September 2, 2015 / 3:42 AM / 4 years ago

Parents of woman shot in San Francisco file wrongful death claims

SAN FRANCISCO (Reuters) - The family of a woman shot dead on a San Francisco pier in July filed wrongful death claims on Tuesday against the sheriff and two federal agencies, citing negligence and other errors in the handling of an undocumented immigrant accused of killing her.

Jim Steinle (L), father of murder victim Kathryn Steinle (in photo, R), allegedly at the hands of an undocumented immigrant, testifies about his daughter's murder during a hearing of the Senate Judiciary Committee on U.S. immigration enforcement policies, on Capitol Hill in Washington July 21, 2015. REUTERS/Jonathan Ernst

Kathryn Steinle, 32, was gunned down, apparently at random, on July 1 as she walked arm-in-arm with her father along the city’s waterfront.
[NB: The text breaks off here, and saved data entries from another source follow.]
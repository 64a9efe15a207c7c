mod commands;
mod summary;

use anyhow::Result;
use clap::{Parser, Subcommand};
use tracing_subscriber::EnvFilter;

#[derive(Parser)]
#[command(name = "redox", about = "FAD/NADH fluorescence redox ratio tool")]
#[command(version)]
struct Cli {
    /// Enable verbose output
    #[arg(short, long, global = true)]
    verbose: bool,

    #[command(subcommand)]
    command: Commands,
}

#[derive(Subcommand)]
enum Commands {
    /// Create sessions and stage channel images
    #[command(subcommand)]
    Session(commands::session::SessionCommand),
    /// Compute redox ratio maps for every image pair of a session
    Run(commands::run::RunArgs),
    /// Show image file metadata
    Info(commands::info::InfoArgs),
    /// Print or save the default run config
    Config(commands::config::ConfigArgs),
}

fn main() -> Result<()> {
    let cli = Cli::parse();

    let filter = if cli.verbose {
        EnvFilter::new("debug")
    } else {
        EnvFilter::new("warn")
    };
    tracing_subscriber::fmt().with_env_filter(filter).init();

    match &cli.command {
        Commands::Session(cmd) => commands::session::run(cmd),
        Commands::Run(args) => commands::run::run(args),
        Commands::Info(args) => commands::info::run(args),
        Commands::Config(args) => commands::config::run(args),
    }
}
A convicted felon who had been deported from the United States to Mexico five times, Juan Francisco Lopez-Sanchez, is facing murder charges in connection with Steinle’s death. The gun used in the crime had been stolen from the car of a federal law enforcement ranger, officials have said.

The case rose to national prominence when Republican presidential frontrunner Donald Trump said Steinle’s death was the result of failed U.S. immigration policies.

The three claims, brought by Steinle’s parents, James Steinle and Elizabeth Sullivan, say both local and federal authorities should be held accountable for her death.

One claim accuses San Francisco Sheriff Ross Mirkarimi and the sheriff’s department of failing to hand over Lopez-Sanchez to immigration officials.

The shooting highlighted the long-standing “sanctuary city” policy in San Francisco, one of several hundred municipalities across the country that limit assistance to federal immigration authorities aiming to apprehend or deport individuals.

The claim says the sheriff and his office showed “combined negligence and/or refusal to carry out mandatory duties to report convicted felons that are undocumented immigrants to [U.S.] Immigration and Customs Enforcement,” according to documents filed by attorney Frank Pitre.

A second claim says Immigration and Customs Enforcement officials should have done more to have detained and deported Lopez-Sanchez, “yet failed to do so.”

A third claim against the U.S. Bureau of Land Management asserts that a law enforcement ranger for the agency improperly stored a firearm that was stolen from a vehicle parked in San Francisco, a pistol later connected to the bullet that killed Steinle. 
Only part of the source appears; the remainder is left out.